O governo de Israel manifestou sua indignação neste domingo (14/6) em resposta às declarações do secretário-geral da Organização das Nações Unidas (ONU), António Guterres, que condenou a recente ofensiva militar israelense contra o Líbano.
Em uma publicação nas redes sociais, o Ministério das Relações Exteriores de Israel acusou Guterres de não mencionar os responsáveis pelo conflito e afirmou que suas declarações "recompensam e inflamam" os ataques contra o país. O governo israelense argumentou que o Hezbollah, com apoio do Irã, iniciou os ataques contra o norte de Israel, e que suas ações militares são uma resposta defensiva.

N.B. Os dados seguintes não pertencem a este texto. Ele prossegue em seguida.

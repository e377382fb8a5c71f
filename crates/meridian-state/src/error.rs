use meridian_codec::DecodeError;
use meridian_crypto::CryptoError;
use meridian_primitives::UInt256Failure;
use meridian_trie::TrieError;
use thiserror::Error;

/// The union of every failure kind the library can raise, propagated
/// through the store monad. Named `SigilError` in this crate; the
/// upstream design calls the same union `SigilarisError`.
#[derive(Debug, Clone, PartialEq, Eq, Error)]
pub enum SigilError {
    #[error(transparent)]
    Decode(#[from] DecodeError),

    #[error(transparent)]
    UInt256(#[from] UInt256Failure),

    #[error(transparent)]
    Crypto(#[from] CryptoError),

    #[error(transparent)]
    Trie(#[from] TrieError),

    #[error("{0}")]
    Other(String),
}

impl SigilError {
    pub fn other(msg: impl Into<String>) -> Self {
        SigilError::Other(msg.into())
    }
}
use crate::entities::{Account, Envelope, KeyId20, NameKeyEntry, NameKeyKey};
use crate::error::AccountError;
use meridian_codec::{ByteEncode, Instant};
use meridian_crypto::keccak256;
use meridian_modules::{
    Blueprint, EntrySpec, ModuleError, ModuleReducer, ReducerOutput, Signed, TablesProvider, Tx,
};
use meridian_primitives::Utf8Key;
use meridian_state::{BrandedKey, StateTable, StoreF};
use std::any::Any;
use std::sync::Arc;

pub struct AccountTag;
pub struct NameKeyTag;

pub const ACCOUNT_TABLE: &str = "account";
pub const NAME_KEY_TABLE: &str = "nameKey";

/// The four account-management transactions. `nonce` is absent from
/// `RegisterAccount` — a fresh account starts at nonce zero, so there
/// is no prior value to compare against.
#[derive(Clone, Debug, PartialEq, Eq)]
pub enum AccountTx {
    RegisterAccount {
        name: Utf8Key,
        owner_key_id: KeyId20,
        envelope: Envelope,
    },
    RegisterKey {
        account: Utf8Key,
        key_id: KeyId20,
        expires_at: Option<Instant>,
        nonce: u64,
        envelope: Envelope,
    },
    RevokeKey {
        account: Utf8Key,
        key_id: KeyId20,
        nonce: u64,
        envelope: Envelope,
    },
    SetGuardian {
        account: Utf8Key,
        guardian: Option<KeyId20>,
        nonce: u64,
        envelope: Envelope,
    },
}

impl AccountTx {
    fn envelope(&self) -> &Envelope {
        match self {
            AccountTx::RegisterAccount { envelope, .. } => envelope,
            AccountTx::RegisterKey { envelope, .. } => envelope,
            AccountTx::RevokeKey { envelope, .. } => envelope,
            AccountTx::SetGuardian { envelope, .. } => envelope,
        }
    }
}

impl ByteEncode for AccountTx {
    fn encode(&self) -> Vec<u8> {
        match self {
            AccountTx::RegisterAccount {
                name,
                owner_key_id,
                envelope,
            } => {
                let mut out = vec![0u8];
                out.extend(name.encode());
                out.extend(owner_key_id.encode());
                out.extend(envelope.encode());
                out
            }
            AccountTx::RegisterKey {
                account,
                key_id,
                expires_at,
                nonce,
                envelope,
            } => {
                let mut out = vec![1u8];
                out.extend(account.encode());
                out.extend(key_id.encode());
                out.extend(expires_at.encode());
                out.extend(nonce.encode());
                out.extend(envelope.encode());
                out
            }
            AccountTx::RevokeKey {
                account,
                key_id,
                nonce,
                envelope,
            } => {
                let mut out = vec![2u8];
                out.extend(account.encode());
                out.extend(key_id.encode());
                out.extend(nonce.encode());
                out.extend(envelope.encode());
                out
            }
            AccountTx::SetGuardian {
                account,
                guardian,
                nonce,
                envelope,
            } => {
                let mut out = vec![3u8];
                out.extend(account.encode());
                out.extend(guardian.encode());
                out.extend(nonce.encode());
                out.extend(envelope.encode());
                out
            }
        }
    }
}

impl Tx for AccountTx {
    type Result = ();
    type Event = AccountEvent;
}

#[derive(Clone, Debug, PartialEq, Eq)]
pub enum AccountEvent {
    AccountRegistered { name: Utf8Key, owner: KeyId20 },
    KeyRegistered { account: Utf8Key, key_id: KeyId20 },
    KeyRevoked { account: Utf8Key, key_id: KeyId20 },
    GuardianChanged { account: Utf8Key, guardian: Option<KeyId20> },
}

fn account_err(e: AccountError) -> ModuleError {
    ModuleError::Sigil(e.into())
}

type AccountStateTable = Arc<StateTable<AccountTag, Utf8Key, Account>>;
type NameKeyStateTable = Arc<StateTable<NameKeyTag, NameKeyKey, NameKeyEntry>>;

pub struct AccountReducer;

impl AccountReducer {
    fn tables(
        owned: &TablesProvider,
    ) -> Result<(AccountStateTable, NameKeyStateTable), ModuleError> {
        let accounts = owned.table::<AccountTag, Utf8Key, Account>(ACCOUNT_TABLE)?;
        let name_keys = owned.table::<NameKeyTag, NameKeyKey, NameKeyEntry>(NAME_KEY_TABLE)?;
        Ok((accounts, name_keys))
    }

    /// Steps 2-6 of the signature pipeline shared by every mutation on an
    /// already-existing account: resolve the signer's key id, require it
    /// to be registered and unexpired, require it to be the owner or
    /// guardian, and require the supplied nonce to match.
    fn authorize_existing(
        accounts: AccountStateTable,
        name_keys: NameKeyStateTable,
        account_name: Utf8Key,
        signer_id: KeyId20,
        created_at: Instant,
        nonce: u64,
    ) -> StoreF<Result<Account, ModuleError>> {
        let name_key_lookup = NameKeyKey::new(account_name.clone(), signer_id);
        accounts
            .get(BrandedKey::new(account_name.clone()))
            .bind(move |existing| {
                let Some(account) = existing else {
                    return StoreF::pure(Err(account_err(AccountError::AccountNotFound {
                        name: account_name.0.clone(),
                    })));
                };
                name_keys
                    .get(BrandedKey::new(name_key_lookup))
                    .map(move |entry| {
                        let entry = match entry {
                            Some(entry) => entry,
                            None => return Err(account_err(AccountError::UnregisteredKey)),
                        };
                        if let Some(expires_at) = entry.expires_at {
                            if expires_at < created_at {
                                return Err(account_err(AccountError::ExpiredKey));
                            }
                        }
                        let is_owner = account.owner == signer_id;
                        let is_guardian = account.guardian == Some(signer_id);
                        if !is_owner && !is_guardian {
                            return Err(account_err(AccountError::Unauthorized));
                        }
                        if account.nonce != nonce {
                            return Err(account_err(AccountError::NonceMismatch {
                                expected: account.nonce,
                                got: nonce,
                            }));
                        }
                        Ok(account)
                    })
            })
    }
}

impl ModuleReducer for AccountReducer {
    fn apply(
        &self,
        owned: TablesProvider,
        _needs: TablesProvider,
        tx: Arc<dyn Any + Send + Sync>,
    ) -> StoreF<Result<ReducerOutput, ModuleError>> {
        let signed = match tx.downcast::<Signed<AccountTx>>() {
            Ok(signed) => *signed,
            Err(_) => return StoreF::pure(Err(ModuleError::WrongTxType)),
        };
        let (accounts, name_keys) = match Self::tables(&owned) {
            Ok(tables) => tables,
            Err(e) => return StoreF::pure(Err(e)),
        };

        let digest = keccak256(&signed.value.encode());
        let signer_id = match signed.recover_signer(&digest) {
            Ok(pubkey) => KeyId20::from_bytes(pubkey.key_id20()),
            Err(e) => return StoreF::pure(Err(ModuleError::Sigil(e.into()))),
        };
        let created_at = signed.value.envelope().created_at;

        match signed.value {
            AccountTx::RegisterAccount {
                name,
                owner_key_id,
                ..
            } => {
                if signer_id != owner_key_id {
                    return StoreF::pure(Err(account_err(AccountError::OwnerKeyMismatch)));
                }
                let registered_at = created_at;
                let event_name = name.clone();
                accounts
                    .get(BrandedKey::new(name.clone()))
                    .bind(move |existing| {
                        if existing.is_some() {
                            return StoreF::pure(Err(account_err(AccountError::DuplicateAccount {
                                name: name.0.clone(),
                            })));
                        }
                        let account = Account {
                            name: name.clone(),
                            owner: owner_key_id,
                            guardian: None,
                            nonce: 0,
                        };
                        let name_key = NameKeyKey::new(name.clone(), owner_key_id);
                        let entry = NameKeyEntry {
                            registered_at,
                            expires_at: None,
                        };
                        accounts
                            .put(BrandedKey::new(name.clone()), account)
                            .then(name_keys.put(BrandedKey::new(name_key), entry))
                            .map(move |()| {
                                Ok(ReducerOutput::new(
                                    (),
                                    vec![AccountEvent::AccountRegistered {
                                        name: event_name,
                                        owner: owner_key_id,
                                    }],
                                ))
                            })
                    })
            }
            AccountTx::RegisterKey {
                account,
                key_id,
                expires_at,
                nonce,
                ..
            } => {
                let account_name = account.clone();
                AccountReducer::authorize_existing(
                    accounts.clone(),
                    name_keys.clone(),
                    account.clone(),
                    signer_id,
                    created_at,
                    nonce,
                )
                .bind(move |result| match result {
                    Err(e) => StoreF::pure(Err(e)),
                    Ok(mut acct) => {
                        acct.nonce += 1;
                        let name_key = NameKeyKey::new(account_name.clone(), key_id);
                        let entry = NameKeyEntry {
                            registered_at: created_at,
                            expires_at,
                        };
                        accounts
                            .put(BrandedKey::new(account_name.clone()), acct)
                            .then(name_keys.put(BrandedKey::new(name_key), entry))
                            .map(move |()| {
                                Ok(ReducerOutput::new(
                                    (),
                                    vec![AccountEvent::KeyRegistered {
                                        account: account_name,
                                        key_id,
                                    }],
                                ))
                            })
                    }
                })
            }
            AccountTx::RevokeKey {
                account,
                key_id,
                nonce,
                ..
            } => {
                let account_name = account.clone();
                AccountReducer::authorize_existing(
                    accounts.clone(),
                    name_keys.clone(),
                    account.clone(),
                    signer_id,
                    created_at,
                    nonce,
                )
                .bind(move |result| match result {
                    Err(e) => StoreF::pure(Err(e)),
                    Ok(mut acct) => {
                        acct.nonce += 1;
                        let name_key = NameKeyKey::new(account_name.clone(), key_id);
                        accounts
                            .put(BrandedKey::new(account_name.clone()), acct)
                            .then(name_keys.remove(BrandedKey::new(name_key)))
                            .map(move |()| {
                                Ok(ReducerOutput::new(
                                    (),
                                    vec![AccountEvent::KeyRevoked {
                                        account: account_name,
                                        key_id,
                                    }],
                                ))
                            })
                    }
                })
            }
            AccountTx::SetGuardian {
                account,
                guardian,
                nonce,
                ..
            } => {
                let account_name = account.clone();
                AccountReducer::authorize_existing(
                    accounts.clone(),
                    name_keys.clone(),
                    account.clone(),
                    signer_id,
                    created_at,
                    nonce,
                )
                .bind(move |result| match result {
                    Err(e) => StoreF::pure(Err(e)),
                    Ok(mut acct) => {
                        acct.nonce += 1;
                        acct.guardian = guardian;
                        accounts
                            .put(BrandedKey::new(account_name.clone()), acct)
                            .map(move |()| {
                                Ok(ReducerOutput::new(
                                    (),
                                    vec![AccountEvent::GuardianChanged {
                                        account: account_name,
                                        guardian,
                                    }],
                                ))
                            })
                    }
                })
            }
        }
    }
}

/// Builds the account management blueprint: owns `account` and
/// `nameKey`, needs nothing from sibling modules.
pub fn account_blueprint() -> Blueprint {
    Blueprint::new(
        "accounts",
        vec![
            EntrySpec::new::<AccountTag, Utf8Key, Account>(ACCOUNT_TABLE),
            EntrySpec::new::<NameKeyTag, NameKeyKey, NameKeyEntry>(NAME_KEY_TABLE),
        ],
        vec![],
        Arc::new(AccountReducer),
    )
}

O Hezbollah ataca. O Irã o apoia. Israel se defende. E Guterres ainda não consegue dizer a palavra 'Hezbollah' nem condenar o Irã. Ignorar os agressores não reduz o conflito. Isso os recompensa e o intensifica. Vergonha, Guterres — afirmou o ministério.
A reação de Israel se deu após Guterres ter condenado os bombardeios realizados em Beirute, capital do Líbano, e criticado a ofensiva em um momento de cessar-fogo e negociações diplomáticas entre Estados Unidos e Irã.